Lawyers for the 50-year-old film maker say that pandering laws should be reserved for ordinary street pimps and that Freeman’s prosecution violates the constitutional guarantees of free expression. If Freeman can be sent to prison, so can the producers of a movie like “Midnight Cowboy” or even a sex education film, they contend.

“The authorities have suddenly come alive with this new pandering statute as a way of solving the prostitution problem,” one of the attorneys, Dennis A. Fischer of Santa Monica, said Friday. “In this situation, it’s overkill.”

But state and local prosecutors argue that the case has nothing to do with censorship or free expression and that they should be able to use the 1982 statute in their effort to find effective tools to combat prostitution and the crime that surrounds it.

“The First Amendment does not even come into play in this case,” said state Deputy Atty. Gen. Lauren Dana. “It’s a crime to procure for the purpose of prostitution. And putting a movie camera on it doesn’t give it constitutional protection any more than it would if you filmed a robbery or a murder.”

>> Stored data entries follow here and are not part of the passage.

use crate::modules::tracker::core::change_log::ChangeLogType;
use serde::{Deserialize, Serialize};
use std::fmt;
use std::str::FromStr;

#[derive(Debug, Clone, Copy, PartialEq, Eq, Hash, Default, Serialize, Deserialize)]
#[serde(rename_all = "SCREAMING_SNAKE_CASE")]
pub enum ImportStrategy {
    Create,
    Update,
    #[default]
    CreateAndUpdate,
    Delete,
}

impl ImportStrategy {
    /// Whether a bundle imported with this strategy may perform `change`.
    ///
    /// Update strategies may blank out a single data value; that removal is recorded as a delete.
    pub fn permits(self, change: ChangeLogType) -> bool {
        use ChangeLogType::*;
        use ImportStrategy as S;
        matches!(
            (self, change),
            (S::Create | S::CreateAndUpdate, Create)
                | (S::Update | S::CreateAndUpdate, Update)
                | (S::Update | S::CreateAndUpdate | S::Delete, Delete)
        )
    }

    /// Every incoming value is a removal under this strategy, blank or not.
    pub fn removes_values(self) -> bool {
        self == ImportStrategy::Delete
    }

    pub fn as_str(self) -> &'static str {
        match self {
            ImportStrategy::Create => "CREATE",
            ImportStrategy::Update => "UPDATE",
            ImportStrategy::CreateAndUpdate => "CREATE_AND_UPDATE",
            ImportStrategy::Delete => "DELETE",
        }
    }
}

impl fmt::Display for ImportStrategy {
    fn fmt(&self, f: &mut fmt::Formatter<'_>) -> fmt::Result {
        f.write_str(self.as_str())
    }
}

#[derive(Debug, thiserror::Error, PartialEq, Eq)]
#[error("unknown import strategy: {0}")]
pub struct UnknownStrategy(pub String);

impl FromStr for ImportStrategy {
    type Err = UnknownStrategy;

    fn from_str(s: &str) -> Result<Self, Self::Err> {
        match s.trim().to_ascii_uppercase().as_str() {
            "CREATE" => Ok(ImportStrategy::Create),
            "UPDATE" => Ok(ImportStrategy::Update),
            "CREATE_AND_UPDATE" => Ok(ImportStrategy::CreateAndUpdate),
            "DELETE" => Ok(ImportStrategy::Delete),
            _ => Err(UnknownStrategy(s.to_string())),
        }
    }
}
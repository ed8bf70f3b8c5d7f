use rstest::{fixture, rstest};
use std::fs;
use std::path::PathBuf;
use std::sync::Arc;
use tracker_imports::modules::tracker::adapters::outbound::change_log_store_in_memory::InMemoryChangeLogStore;
use tracker_imports::modules::tracker::adapters::outbound::metadata_catalog::MetadataCatalog;
use tracker_imports::modules::tracker::adapters::outbound::value_store::ValueStore;
use tracker_imports::modules::tracker::adapters::outbound::value_store_in_memory::InMemoryValueStore;
use tracker_imports::modules::tracker::core::change_log::{ChangeLogEntry, ChangeLogQuery, ChangeLogType};
use tracker_imports::modules::tracker::core::data_value::DataValueKey;
use tracker_imports::modules::tracker::core::import_strategy::ImportStrategy;
use tracker_imports::modules::tracker::core::payload::{EventPayload, TrackerObjects};
use tracker_imports::modules::tracker::use_cases::import_bundle::command::ImportParams;
use tracker_imports::modules::tracker::use_cases::import_bundle::handler::BundleImporter;
use tracker_imports::modules::tracker::use_cases::import_bundle::report::{ErrorCode, ObjectOutcome};
use tracker_imports::modules::tracker::use_cases::query_change_logs::handler::ChangeLogQueryHandler;

const ORIGINAL_VALUE: &str = "value1";
const UPDATED_VALUE: &str = "value1-updated";
const PSI: &str = "D9PbzJY8bJO";
const DE: &str = "DATAEL00001";

fn read_fixture(name: &str) -> String {
    let path = PathBuf::from(env!("CARGO_MANIFEST_DIR"))
        .join("tests/fixtures/tracker")
        .join(name);
    fs::read_to_string(path).expect("fixture missing")
}

fn from_json(name: &str) -> Vec<EventPayload> {
    serde_json::from_str::<TrackerObjects>(&read_fixture(name))
        .expect("fixture is not a tracker bundle")
        .events
}

struct Tracker {
    values: Arc<InMemoryValueStore>,
    importer: BundleImporter<InMemoryValueStore, InMemoryChangeLogStore, MetadataCatalog>,
    change_logs: ChangeLogQueryHandler<InMemoryChangeLogStore>,
}

#[fixture]
fn tracker() -> Tracker {
    let catalog: MetadataCatalog = serde_json::from_str(&read_fixture("simple_metadata.json")).unwrap();
    let values = Arc::new(InMemoryValueStore::new());
    let change_log = Arc::new(InMemoryChangeLogStore::new());
    Tracker {
        values: values.clone(),
        importer: BundleImporter::new(values, change_log.clone(), Arc::new(catalog)),
        change_logs: ChangeLogQueryHandler::new(change_log),
    }
}

async fn change_logs_of(tracker: &Tracker, change_type: ChangeLogType) -> Vec<ChangeLogEntry> {
    tracker
        .change_logs
        .handle(
            &ChangeLogQuery::new()
                .with_data_elements([DE])
                .with_events([PSI])
                .with_change_types([change_type]),
        )
        .await
        .unwrap()
}

fn assert_change_logs(entries: &[ChangeLogEntry], change_type: ChangeLogType, expected_value: &str) {
    assert!(!entries.is_empty(), "expected {change_type} entries");
    assert_eq!(entries[0].change_type, change_type);
    assert_eq!(entries[0].data_element, DE);
    assert_eq!(entries[0].value, expected_value);
}

#[rstest]
#[tokio::test]
async fn data_value_change_logs_are_written_for_create_update_and_delete(tracker: Tracker) {
    let params = ImportParams::new(ImportStrategy::CreateAndUpdate, "admin");
    for bundle in [
        "event_and_enrollment_with_data_values.json",
        "event_with_data_values_for_update_audit.json",
        "event_with_data_values_for_delete_audit.json",
    ] {
        let report = tracker.importer.import_bundle(&params, from_json(bundle)).await;
        assert!(!report.has_errors(), "{bundle}: {report:?}");
    }

    assert_change_logs(&change_logs_of(&tracker, ChangeLogType::Create).await, ChangeLogType::Create, ORIGINAL_VALUE);
    assert_change_logs(&change_logs_of(&tracker, ChangeLogType::Update).await, ChangeLogType::Update, UPDATED_VALUE);
    assert_change_logs(&change_logs_of(&tracker, ChangeLogType::Delete).await, ChangeLogType::Delete, UPDATED_VALUE);
    assert_eq!(tracker.values.get(&DataValueKey::new(PSI, DE)).await.unwrap(), None);
}

#[rstest]
#[tokio::test]
async fn reimporting_events_under_create_and_update_changes_nothing(tracker: Tracker) {
    let params = ImportParams::new(ImportStrategy::CreateAndUpdate, "admin");
    let bundle = from_json("event_and_enrollment_with_data_values.json");

    let first = tracker.importer.import_bundle(&params, bundle.clone()).await;
    let second = tracker.importer.import_bundle(&params, bundle).await;

    assert!(!first.has_errors());
    assert!(!second.has_errors());
    assert_eq!(second.stats.mutations(), 0);
    assert_eq!(tracker.change_logs.handle(&ChangeLogQuery::new()).await.unwrap().len(), 4);
}

#[rstest]
#[tokio::test]
async fn unknown_events_are_rejected_without_blocking_the_rest_of_the_bundle(tracker: Tracker) {
    let params = ImportParams::new(ImportStrategy::Create, "admin");
    let mut bundle = from_json("event_and_enrollment_with_data_values.json");
    bundle.insert(
        0,
        serde_json::from_value(serde_json::json!({
            "event": "UNKNOWN0001",
            "dataValues": [{ "dataElement": DE, "value": "x" }]
        }))
        .unwrap(),
    );

    let report = tracker.importer.import_bundle(&params, bundle).await;

    let outcomes: Vec<_> = report.objects.iter().map(|o| (o.event.as_str(), o.outcome)).collect();
    assert_eq!(
        outcomes,
        vec![
            ("UNKNOWN0001", ObjectOutcome::Error),
            (PSI, ObjectOutcome::Success),
            ("pTzf9KYMk72", ObjectOutcome::Success),
        ]
    );
    assert_eq!(report.objects[0].errors[0].code, ErrorCode::UnknownReference);
    assert_eq!(tracker.values.get(&DataValueKey::new("UNKNOWN0001", DE)).await.unwrap(), None);
    let unknown = tracker
        .change_logs
        .handle(&ChangeLogQuery::new().with_events(["UNKNOWN0001"]))
        .await
        .unwrap();
    assert!(unknown.is_empty());
}

#[rstest]
#[tokio::test]
async fn a_delete_bundle_removes_values_and_logs_what_was_removed(tracker: Tracker) {
    let bundle = from_json("event_and_enrollment_with_data_values.json");
    tracker
        .importer
        .import_bundle(&ImportParams::new(ImportStrategy::Create, "admin"), bundle.clone())
        .await;

    let report = tracker
        .importer
        .import_bundle(&ImportParams::new(ImportStrategy::Delete, "admin"), bundle)
        .await;

    assert!(!report.has_errors());
    assert_eq!(report.stats.deleted, 4);
    assert_change_logs(&change_logs_of(&tracker, ChangeLogType::Delete).await, ChangeLogType::Delete, ORIGINAL_VALUE);
    assert!(tracker.values.get(&DataValueKey::new(PSI, "DATAEL00003")).await.unwrap().is_none());
}

#[rstest]
#[tokio::test]
async fn reimporting_a_delete_bundle_changes_nothing(tracker: Tracker) {
    let bundle = from_json("event_and_enrollment_with_data_values.json");
    let delete = ImportParams::new(ImportStrategy::Delete, "admin");
    tracker
        .importer
        .import_bundle(&ImportParams::new(ImportStrategy::Create, "admin"), bundle.clone())
        .await;

    let first = tracker.importer.import_bundle(&delete, bundle.clone()).await;
    let entries_after_first = tracker.change_logs.handle(&ChangeLogQuery::new()).await.unwrap().len();
    let second = tracker.importer.import_bundle(&delete, bundle).await;

    assert!(!first.has_errors(), "{first:?}");
    assert_eq!(first.stats.deleted, 4);
    assert!(!second.has_errors(), "{second:?}");
    assert_eq!(second.stats.mutations(), 0);
    assert_eq!(second.stats.unchanged, 4);
    assert_eq!(
        tracker.change_logs.handle(&ChangeLogQuery::new()).await.unwrap().len(),
        entries_after_first
    );
    assert_eq!(change_logs_of(&tracker, ChangeLogType::Delete).await.len(), 1);
}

The legislation was introduced by Senate President Pro Tem David A. Roberti (D-Los Angeles), whose district in Hollywood has been plagued by prostitution. The law requires judges to imprison people convicted of pandering for from three to six years.

1983 Film Involved

Los Angeles authorities invoked the law for the first time against a movie producer when Freeman was charged with pandering for hiring five women to perform sex acts in a 1983 movie called “Caught From Behind II.” Prosecutors said the women were effectively serving as prostitutes.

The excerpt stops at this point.